Rohstoffmärkte
Zyklon „Gonu“ treibt die Ölpreise

Der Zyklon „Gonu“ hat die Ölausfuhr aus dem Oman zum Erliegen gebracht. Die Anlagen zum Öl- und Gasexport bleiben nach Angaben eines Exporteurs noch mindestens bis Donnerstag geschlossen.

HB DUBAI. „Alles ist heruntergefahren und die Terminals bleiben noch mindestens bis morgen zu“, sagte ein Exporteur am Mittwoch der Nachrichtenagentur Reuters. Mit Windgeschwindigkeiten von bis zu 213 Stundenkilometern könnte „Gonu“ der stärkste Sturm seit 30 Jahren sein, der über den Oman hinweggefegt ist.

Ein Meteorologe des US-Militärs warnte davor, die Straße von Hormus in den nächsten 48 Stunden mit Schiffen zu befahren. Damit können Öltanker in dieser Zeit den Golf nicht sicher verlassen.
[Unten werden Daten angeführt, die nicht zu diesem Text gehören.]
//! Error types for `FrostPak`

use std::path::PathBuf;

use thiserror::Error;

/// The error type for `FrostPak` operations.
#[non_exhaustive]
#[derive(Error, Debug)]
pub enum Error {
    // ==================== IO Errors ====================
    /// IO error from file operations.
    #[error("IO error: {0}")]
    Io(#[from] std::io::Error),

    // ==================== FBRB Archive Errors ====================
    /// The file is not a valid FBRB archive (missing `FbRB` magic).
    #[error("invalid FBRB magic: expected FbRB, found {0:?}")]
    InvalidFbrbMagic([u8; 4]),

    /// The archive path does not carry the `.fbrb` extension.
    #[error("not an FBRB archive: {}", .0.display())]
    NotAnArchive(PathBuf),

    /// The folder to pack does not end with the ` FbRB` suffix.
    #[error("not an extracted FBRB folder (expected ' FbRB' suffix): {}", .0.display())]
    NotAnArchiveFolder(PathBuf),

    /// A header offset points outside the decompressed header.
    #[error("FBRB header offset out of bounds: {offset} (header is {len} bytes)")]
    FbrbOffsetOutOfBounds {
        /// The offending offset.
        offset: usize,
        /// Length of the decompressed header.
        len: usize,
    },

    /// A file or the payload exceeds the 32-bit limits of the format.
    #[error("{what} too large for FBRB: {size} bytes")]
    FbrbTooLarge {
        /// What overflowed (file name, payload, string table).
        what: String,
        /// The size that did not fit.
        size: u64,
    },

    /// An entry's payload range lies outside the payload.
    #[error("payload for {path} out of range (offset {offset}, size {size})")]
    PayloadOutOfRange {
        /// Archive path of the entry.
        path: String,
        /// Payload offset of the entry.
        offset: u64,
        /// Size of the entry.
        size: u64,
    },

    /// An entry path tries to escape the extraction folder.
    #[error("unsafe entry path in archive: {0}")]
    UnsafeEntryPath(String),

    /// FBRB extraction completed but some files failed.
    #[error("extraction failed for {failed} of {total} files: {first_error}")]
    ExtractionPartialFailure {
        /// Number of entries in the archive.
        total: usize,
        /// Number of failed files.
        failed: usize,
        /// The first error message encountered.
        first_error: String,
    },

    // ==================== DBX Format Errors ====================
    /// The file is not a binary DBX document (missing `{binary}` magic).
    #[error("invalid DBX magic: expected {{binary}}")]
    InvalidDbxMagic,

    /// The XML document does not start with an XML declaration.
    #[error("missing XML declaration")]
    MissingXmlDeclaration,

    /// Invalid string table index in a DBX payload.
    #[error("invalid DBX string index: {0}")]
    InvalidStringIndex(u64),

    /// A close record appeared with no open container.
    #[error("unbalanced DBX payload: close record at offset {0} with no open element")]
    UnbalancedDbx(u64),

    /// Element carries more attributes than the format can encode.
    #[error("element <{name}> has {count} attributes (at most 15 supported)")]
    TooManyAttributes {
        /// Element name.
        name: String,
        /// Attribute count.
        count: usize,
    },

    /// A value could not be encoded as a DBX number.
    #[error("invalid {kind}: {name} = {value}")]
    InvalidNumber {
        /// Kind of number expected (short int, double float, ...).
        kind: &'static str,
        /// The `name` attribute of the element.
        name: String,
        /// The offending text.
        value: String,
    },

    // ==================== Parsing Errors ====================
    /// XML parsing error.
    #[error("XML parse error: {0}")]
    XmlError(#[from] quick_xml::Error),

    /// XML attribute error.
    #[error("XML attribute error: {0}")]
    XmlAttrError(String),

    /// UTF-8 conversion error.
    #[error("UTF-8 conversion error: {0}")]
    Utf8Error(#[from] std::string::FromUtf8Error),

    // ==================== File System Errors ====================
    /// Invalid file path.
    #[error("invalid path: {0}")]
    InvalidPath(String),

    /// Directory traversal error.
    #[error("directory walk error: {0}")]
    WalkDirError(String),

    /// Unexpected end of data.
    #[error("unexpected end of file")]
    UnexpectedEof,
}

impl From<quick_xml::events::attributes::AttrError> for Error {
    fn from(err: quick_xml::events::attributes::AttrError) -> Self {
        Error::XmlAttrError(err.to_string())
    }
}

impl From<walkdir::Error> for Error {
    fn from(err: walkdir::Error) -> Self {
        Error::WalkDirError(err.to_string())
    }
}

/// A specialized Result type for `FrostPak` operations.
pub type Result<T> = std::result::Result<T, Error>;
Die Verzögerungen bei den Öllieferungen trieben den Ölpreis in der Spitze auf knapp 71 Dollar. Im Laufe des Tages gab er jedoch wieder nach. Ein Barrel (159 Liter) Nordsee-Öl der Sorte Brent notierte am Mittag mit 70,35 Dollar knapp unter dem Vortagesniveau. Leichtes US-Öl kostete mit 65,49 Dollar zwölf Cent weniger als am Dienstag. Die größten Auswirkungen des Sturms seien die Einschränkungen bei den Lieferungen, sagte Andrew Harrington von ANZ Bank. Seiner Einschätzung nach ist wohl nicht damit zu rechnen, dass die Ölförderanlagen durch den Sturm beschädigt wurden.
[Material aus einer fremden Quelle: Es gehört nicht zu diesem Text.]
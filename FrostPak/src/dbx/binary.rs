//! Binary DBX reader and writer

use std::io::{Cursor, Read};

use byteorder::{BigEndian, ByteOrder, ReadBytesExt, WriteBytesExt};
use indexmap::IndexSet;

use super::document::{DbxDocument, DbxElement, DbxNumbers, DbxValue};
use super::leb128::{read_leb128, write_leb128};
use super::{HEADER_SIZE, MAGIC};
use crate::error::{Error, Result};

const KIND_CONTAINER: u8 = 0xA;
const KIND_STRING: u8 = 0x2;
const KIND_NUMBERS: u8 = 0x7;
const KIND_FLAG: u8 = 0x6;

/// Maximum attributes per record (low nibble of the type byte)
const MAX_ATTRIBUTES: usize = 0x0F;

/// Parse a binary DBX file.
///
/// # Errors
/// Returns [`Error::InvalidDbxMagic`] if the data does not start with
/// `{binary}`, or a format error if the string table or records are corrupt.
pub fn read_dbx(data: &[u8]) -> Result<DbxDocument> {
    if !data.starts_with(MAGIC) {
        return Err(Error::InvalidDbxMagic);
    }
    if data.len() < HEADER_SIZE {
        return Err(Error::UnexpectedEof);
    }

    let total_offset = BigEndian::read_u32(&data[8..12]) as usize;
    let rel_offset = BigEndian::read_u32(&data[16..20]) as usize;
    let string_count = BigEndian::read_u32(&data[20..24]) as usize;

    let table_end = string_count
        .checked_mul(4)
        .and_then(|size| size.checked_add(HEADER_SIZE))
        .ok_or(Error::UnexpectedEof)?;
    let payload_start = rel_offset
        .checked_add(HEADER_SIZE)
        .ok_or(Error::UnexpectedEof)?;
    if table_end > payload_start || payload_start > data.len() {
        return Err(Error::UnexpectedEof);
    }
    if total_offset != payload_start {
        tracing::debug!("DBX total offset {total_offset} differs from {payload_start}");
    }

    let block = &data[table_end..payload_start];
    let strings = (0..string_count)
        .map(|i| {
            let pos = HEADER_SIZE + i * 4;
            let offset = BigEndian::read_u32(&data[pos..pos + 4]) as usize;
            let tail = block.get(offset..).ok_or(Error::UnexpectedEof)?;
            let end = tail.iter().position(|&b| b == 0).unwrap_or(tail.len());
            Ok(String::from_utf8_lossy(&tail[..end]).into_owned())
        })
        .collect::<Result<Vec<_>>>()?;

    let elements = read_records(&data[payload_start..], payload_start as u64, &strings)?;
    Ok(DbxDocument { elements })
}

fn read_records(payload: &[u8], base: u64, strings: &[String]) -> Result<Vec<DbxElement>> {
    let len = payload.len() as u64;
    let mut cursor = Cursor::new(payload);
    let mut open: Vec<DbxElement> = Vec::new();
    let mut elements = Vec::new();

    while cursor.position() < len {
        let record_offset = base + cursor.position();
        let tag = read_leb128(&mut cursor)?;
        if tag == 0 {
            let element = open.pop().ok_or(Error::UnbalancedDbx(record_offset))?;
            attach(&mut open, &mut elements, element);
            continue;
        }

        let tag = lookup(strings, tag)?;
        let type_byte = read_byte(&mut cursor)?;
        let attribute_count = usize::from(type_byte & 0x0F);

        let mut attributes = Vec::with_capacity(attribute_count);
        for _ in 0..attribute_count {
            let key = lookup(strings, read_leb128(&mut cursor)?)?;
            let value = lookup(strings, read_leb128(&mut cursor)?)?;
            attributes.push((key, value));
        }

        let value = match type_byte >> 4 {
            KIND_CONTAINER => {
                read_byte(&mut cursor)?;
                open.push(DbxElement {
                    tag,
                    attributes,
                    value: DbxValue::Container(Vec::new()),
                });
                continue;
            }
            KIND_STRING => DbxValue::String(lookup(strings, read_leb128(&mut cursor)?)?),
            KIND_NUMBERS => DbxValue::Numbers(read_numbers(&mut cursor, len)?),
            kind => {
                if kind != KIND_FLAG {
                    tracing::debug!("Unknown DBX record kind {kind:#x} at {record_offset}, reading as flag");
                }
                read_byte(&mut cursor)?;
                DbxValue::Flag(read_byte(&mut cursor)?)
            }
        };

        attach(
            &mut open,
            &mut elements,
            DbxElement {
                tag,
                attributes,
                value,
            },
        );
    }

    if !open.is_empty() {
        tracing::warn!("DBX payload ended with {} open elements", open.len());
        while let Some(element) = open.pop() {
            attach(&mut open, &mut elements, element);
        }
    }

    Ok(elements)
}

fn read_numbers(cursor: &mut Cursor<&[u8]>, len: u64) -> Result<DbxNumbers> {
    let count = read_leb128(cursor)?;
    let width = read_leb128(cursor)?;

    // Widths other than 4 and 8 decode as u16 halves
    let element_size = match width {
        4 | 8 => width,
        2 => 2,
        other => {
            tracing::warn!("Unusual DBX number width {other}, reading as 16-bit values");
            2
        }
    };

    let remaining = len - cursor.position();
    if count
        .checked_mul(element_size)
        .is_none_or(|size| size > remaining)
    {
        return Err(Error::UnexpectedEof);
    }

    let count = count as usize;
    let numbers = match element_size {
        4 => DbxNumbers::Words(
            (0..count)
                .map(|_| cursor.read_u32::<BigEndian>())
                .collect::<std::io::Result<_>>()?,
        ),
        8 => DbxNumbers::Doubles(
            (0..count)
                .map(|_| cursor.read_f64::<BigEndian>())
                .collect::<std::io::Result<_>>()?,
        ),
        _ => DbxNumbers::Halves(
            (0..count)
                .map(|_| cursor.read_u16::<BigEndian>())
                .collect::<std::io::Result<_>>()?,
        ),
    };
    Ok(numbers)
}

fn attach(open: &mut [DbxElement], elements: &mut Vec<DbxElement>, element: DbxElement) {
    match open.last_mut() {
        Some(DbxElement {
            value: DbxValue::Container(children),
            ..
        }) => children.push(element),
        _ => elements.push(element),
    }
}

fn lookup(strings: &[String], index: u64) -> Result<String> {
    usize::try_from(index)
        .ok()
        .and_then(|i| strings.get(i))
        .cloned()
        .ok_or(Error::InvalidStringIndex(index))
}

fn read_byte<R: Read>(reader: &mut R) -> Result<u8> {
    reader.read_u8().map_err(|_| Error::UnexpectedEof)
}

/// Serialize a document to binary DBX.
///
/// Strings are numbered in first-use order with the empty string at index 0.
///
/// # Errors
/// Returns [`Error::TooManyAttributes`] if an element has more than 15 attributes.
pub fn write_dbx(doc: &DbxDocument) -> Result<Vec<u8>> {
    let mut strings = IndexSet::new();
    strings.insert(String::new());

    let mut payload = Vec::new();
    for element in &doc.elements {
        write_element(&mut payload, &mut strings, element)?;
    }

    let mut block = Vec::new();
    let mut offsets = Vec::with_capacity(strings.len());
    for string in &strings {
        offsets.push(block.len() as u32);
        block.extend_from_slice(string.as_bytes());
        block.push(0);
    }

    let rel_offset = (offsets.len() * 4 + block.len()) as u32;
    let mut out = Vec::with_capacity(HEADER_SIZE + rel_offset as usize + payload.len());
    out.extend_from_slice(MAGIC);
    out.write_u32::<BigEndian>(rel_offset + HEADER_SIZE as u32)?;
    out.write_u32::<BigEndian>(0)?;
    out.write_u32::<BigEndian>(rel_offset)?;
    out.write_u32::<BigEndian>(offsets.len() as u32)?;
    for offset in offsets {
        out.write_u32::<BigEndian>(offset)?;
    }
    out.extend_from_slice(&block);
    out.extend_from_slice(&payload);

    Ok(out)
}

fn write_element(
    out: &mut Vec<u8>,
    strings: &mut IndexSet<String>,
    element: &DbxElement,
) -> Result<()> {
    let count = element.attributes.len();
    if count > MAX_ATTRIBUTES {
        return Err(Error::TooManyAttributes {
            name: element.tag.clone(),
            count,
        });
    }

    let kind = match element.value {
        DbxValue::Container(_) => KIND_CONTAINER,
        DbxValue::String(_) => KIND_STRING,
        DbxValue::Numbers(_) => KIND_NUMBERS,
        DbxValue::Flag(_) => KIND_FLAG,
    };

    write_leb128(out, intern(strings, &element.tag));
    out.push((kind << 4) | count as u8);
    for (key, value) in &element.attributes {
        write_leb128(out, intern(strings, key));
        write_leb128(out, intern(strings, value));
    }

    match &element.value {
        DbxValue::Container(children) => {
            out.push(0);
            for child in children {
                write_element(out, strings, child)?;
            }
            // close record
            write_leb128(out, 0);
        }
        DbxValue::String(text) => write_leb128(out, intern(strings, text)),
        DbxValue::Numbers(numbers) => {
            write_leb128(out, numbers.len() as u64);
            write_leb128(out, u64::from(numbers.width()));
            match numbers {
                DbxNumbers::Halves(values) => {
                    for &v in values {
                        out.write_u16::<BigEndian>(v)?;
                    }
                }
                DbxNumbers::Words(values) => {
                    for &v in values {
                        out.write_u32::<BigEndian>(v)?;
                    }
                }
                DbxNumbers::Doubles(values) => {
                    for &v in values {
                        out.write_f64::<BigEndian>(v)?;
                    }
                }
            }
        }
        DbxValue::Flag(value) => {
            out.push(0x01);
            out.push(*value);
        }
    }

    Ok(())
}

fn intern(strings: &mut IndexSet<String>, value: &str) -> u64 {
    if let Some(index) = strings.get_index_of(value) {
        return index as u64;
    }
    strings.insert_full(value.to_string()).0 as u64
}

#[cfg(test)]
mod tests {
    use super::*;
    use pretty_assertions::assert_eq;

    fn sample() -> DbxDocument {
        let children = vec![
            DbxElement::new("field", DbxValue::String("Soldier".to_string()))
                .with_attribute("name", "Name"),
            DbxElement::new("field", DbxValue::Flag(1)).with_attribute("name", "Enabled"),
            DbxElement::new(
                "field",
                DbxValue::Numbers(DbxNumbers::Words(vec![0x3F80_0000, 0, 0, 0])),
            )
            .with_attribute("name", "Position"),
            DbxElement::new("field", DbxValue::Numbers(DbxNumbers::Halves(vec![3, 4])))
                .with_attribute("name", "TargetId"),
            DbxElement::new("field", DbxValue::Numbers(DbxNumbers::Doubles(vec![0.5])))
                .with_attribute("name", "FireKeepTime"),
            DbxElement::new("array", DbxValue::Container(Vec::new()))
                .with_attribute("name", "Empty"),
        ];
        DbxDocument::new(
            DbxElement::new("instance", DbxValue::Container(children))
                .with_attribute("guid", "ABCD")
                .with_attribute("type", "Entity.SoldierData"),
        )
    }

    #[test]
    fn test_minimal_layout() {
        let doc = DbxDocument::new(DbxElement::new("a", DbxValue::String("b".to_string())));
        let bytes = write_dbx(&doc).unwrap();

        let mut expected = b"{binary}".to_vec();
        for value in [41u32, 0, 17, 3, 0, 1, 3] {
            expected.write_u32::<BigEndian>(value).unwrap();
        }
        expected.extend_from_slice(b"\0a\0b\0");
        expected.extend_from_slice(&[0x01, 0x20, 0x02]);
        assert_eq!(bytes, expected);
    }

    #[test]
    fn test_write_then_read() {
        let doc = sample();
        let bytes = write_dbx(&doc).unwrap();
        assert_eq!(read_dbx(&bytes).unwrap(), doc);
        assert_eq!(doc.element_count(), 7);
    }

    #[test]
    fn test_string_table_order() {
        let bytes = write_dbx(&sample()).unwrap();
        let count = BigEndian::read_u32(&bytes[20..24]) as usize;
        let block_start = HEADER_SIZE + count * 4;
        let block = &bytes[block_start..block_start + 21];
        assert_eq!(block, b"\0instance\0guid\0ABCD\0t");
    }

    #[test]
    fn test_rejects_bad_magic() {
        assert!(matches!(read_dbx(b"<?xml version"), Err(Error::InvalidDbxMagic)));
    }

    #[test]
    fn test_rejects_unbalanced_close() {
        let doc = DbxDocument::new(DbxElement::new("a", DbxValue::String("b".to_string())));
        let mut bytes = write_dbx(&doc).unwrap();
        bytes.push(0);
        assert!(matches!(read_dbx(&bytes), Err(Error::UnbalancedDbx(_))));
    }

    #[test]
    fn test_unclosed_container_is_closed_at_end() {
        let doc = DbxDocument::new(DbxElement::new(
            "root",
            DbxValue::Container(vec![DbxElement::new("leaf", DbxValue::Flag(0))]),
        ));
        let mut bytes = write_dbx(&doc).unwrap();
        bytes.pop();
        assert_eq!(read_dbx(&bytes).unwrap(), doc);
    }

    #[test]
    fn test_odd_number_width_reads_halves() {
        let doc = DbxDocument::new(DbxElement::new(
            "field",
            DbxValue::Numbers(DbxNumbers::Halves(vec![1, 0xFFFF])),
        ));
        let mut bytes = write_dbx(&doc).unwrap();
        // Record tail is: type byte, count, width, values
        let width_at = bytes.len() - 5;
        assert_eq!(bytes[width_at], 2);
        bytes[width_at] = 3;
        assert_eq!(read_dbx(&bytes).unwrap(), doc);
    }

    #[test]
    fn test_rejects_too_many_attributes() {
        let mut element = DbxElement::new("a", DbxValue::String(String::new()));
        for i in 0..16 {
            element = element.with_attribute(format!("k{i}"), "v");
        }
        assert!(matches!(
            write_dbx(&DbxDocument::new(element)),
            Err(Error::TooManyAttributes { count: 16, .. })
        ));
    }
}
Vom mittlerweile geschlossenen Exporthafen Mina al Fahal im Oman werden täglich etwa 650 000 Barrel Rohöl ausgeliefert. Der Hafen Sur ist Ausgangspunkt für jährlich zehn Mill. Tonnen Flüssiggas. Auch andere Einrichtungen sind geschlossen. Die Börse bleibt bis Sonntag zu. Der Flugbetrieb wurde ebenfalls eingestellt.

Die Exporte aus dem nahe gelegenen Iran sind nach Angaben eines Managers der staatlichen Ölfirma dagegen nicht beeinträchtigt. Auch Saudi Arabien geht nach Angaben vom Dienstag nicht davon aus, dass seine Ölanlagen beschädigt werden.

Am Dienstag hatte nach Angaben des Sturmwarnungszentrums des US-Militärs der Sturm eine Spitzengeschwindigkeit von 213 Stundenkilometern erreicht. Er war als Hurrikan der Stufe fünf eingestuft, das ist die oberste Stufe. Am Mittwoch schwächte sich „Gonu“ jedoch wieder ab.